Positive Usability

Usability types are often accused, with some justification, of focusing on the negative. It's easier to notice the lack of usability more often than the presence. Good usability is like a waiter that's only there when needed.

Some examples of good or improving usability:

I noticed a crew working on a curb near my work making it a more natural angle for people turning left. See the Usability of curbs posting for the original rant.

The manual for my Toyota had a complicated diagram for the situations under which you could shift to what gears (it's an automatic). I don't have to worry about it they did it right. It offers constraints that keep me from doing something stupid.

While I'm on cars, why do all those science fiction movies have cars with joysticks? The wheel is clearly the right solution.

Stephen Gass invented a saw brake. It stops the blade on power saws very rapidly if it stops cutting wood, causing only a slight cut rather than the alternative. This is what us usability types like to call constraints. It means not letting people do something they really don't want to.

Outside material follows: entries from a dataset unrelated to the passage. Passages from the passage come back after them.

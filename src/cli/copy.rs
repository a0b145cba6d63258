//! Copy the third-party binaries a selection uses into one folder.

use anyhow::Result;
use clap::Args;
use colored::Colorize;
use std::path::PathBuf;

use super::common::{CommandContext, CommandExecutor, Selection};
use crate::core::SlnError;

/// Command to copy third-party binaries.
#[derive(Args, Debug)]
pub struct CopyThirdPartiesCommand {
    #[command(flatten)]
    pub selection: Selection,

    /// Destination folder (defaults to `binaries-output` from the configuration)
    #[arg(short, long, value_name = "DIR")]
    pub output: Option<PathBuf>,
}

impl CommandExecutor for CopyThirdPartiesCommand {
    async fn execute_from_path(self, config_path: PathBuf) -> Result<()> {
        let context = CommandContext::load(&config_path, &self.selection).await?;
        let output = match &self.output {
            Some(output) => context.resolve_output(output),
            None => context.generator.config().binaries_output.clone().ok_or_else(|| SlnError::ConfigError {
                message: "no output folder given and `binaries-output` is not configured".to_string(),
            })?,
        };

        let report = context.generator.copy_third_parties(&context.roots, &output)?;

        println!(
            "{} Copied {} files to {} ({} already up to date)",
            "✓".green(),
            report.copied,
            output.display(),
            report.up_to_date
        );
        if !report.failed.is_empty() {
            println!("{} {} files could not be copied:", "!".yellow(), report.failed.len());
            for file in &report.failed {
                println!("  {}", file.display());
            }
        }
        Ok(())
    }
}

I'm seeing more sites putting the cursor in the search field for you, a la Google, or the username field, because that's where you want to be. Yahoo mail, for instance, whatever else its flaws, does this right.

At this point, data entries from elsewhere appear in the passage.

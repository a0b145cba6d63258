//! slngen - subset solution generation for MSBuild source trees
//!
//! slngen loads every project descriptor (`*.csproj`) under a source tree,
//! resolves the references between them and writes a Visual Studio solution
//! containing exactly the projects needed to build a set of root projects.
//! Binaries found in third-party folders are kept out of the graph and listed
//! in a `.thirdparties` sidecar instead.
//!
//! # Architecture Overview
//!
//! Data flows one way through four stages:
//!
//! 1. [`project::reader`] parses one descriptor into a [`project::Project`]
//! 2. [`loader::ProjectLoader`] owns the loaded projects, enforces identity
//!    uniqueness and applies the [`policy::ResolutionPolicy`]
//! 3. [`resolver::ReferenceWalker`] computes transitive closures and direct
//!    dependencies, classifying each reference as project, system or third party
//! 4. [`solution::SolutionSynthesizer`] renders the closure as solution text
//!
//! [`generator::SolutionGenerator`] ties the stages together for one run,
//! and [`cli`] exposes them as the `slngen` binary.
//!
//! # Configuration (slngen.toml)
//!
//! ```toml
//! root = "."
//! source-folders = ["src"]
//! third-party-folders = ["packages"]
//!
//! [policy]
//! when-reference-not-resolved = "fail"
//!
//! [[groups]]
//! name = "web"
//! projects = ["Acme.Web", "Acme.Web.Tests"]
//! ```
//!
//! # Library Example
//!
//! ```rust,no_run
//! use slngen_cli::config::ToolkitConfig;
//! use slngen_cli::generator::SolutionGenerator;
//! use std::path::Path;
//!
//! # async fn example() -> anyhow::Result<()> {
//! let config = ToolkitConfig::load_resolved(Path::new("slngen.toml"))?;
//! let generator = SolutionGenerator::new(config)?;
//! generator.load_sources().await?;
//!
//! let roots = generator.select_roots(&["web".to_string()], &[])?;
//! let report = generator.generate_solution(&roots, Path::new("Web.sln"), true)?;
//! println!("{} projects", report.project_count);
//! # Ok(())
//! # }
//! ```

pub mod cli;
pub mod config;
pub mod constants;
pub mod core;
pub mod generator;
pub mod loader;
pub mod policy;
pub mod project;
pub mod resolver;
pub mod scanner;
pub mod solution;
pub mod utils;

#[cfg(any(test, feature = "test-utils"))]
pub mod test_utils;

Between Photoshop 5 and Photoshop 6, the usability noticeably improved. Editing text on the canvas, showing selections when you change them even if they are hidden, putting the tool options in one place, these are all good things.

Posted by Chad Lundgren on Friday, July 19, 2002 (Link)

Comments

Posted by Joshua Kaufman Monday, July 22, 2002 at 01:11 PM

All good points, Chad. You asked why cars in scifi movies have joysticks instead of wheels? Well, many type of high performance aircraft have joysticks, so they had something to do with it.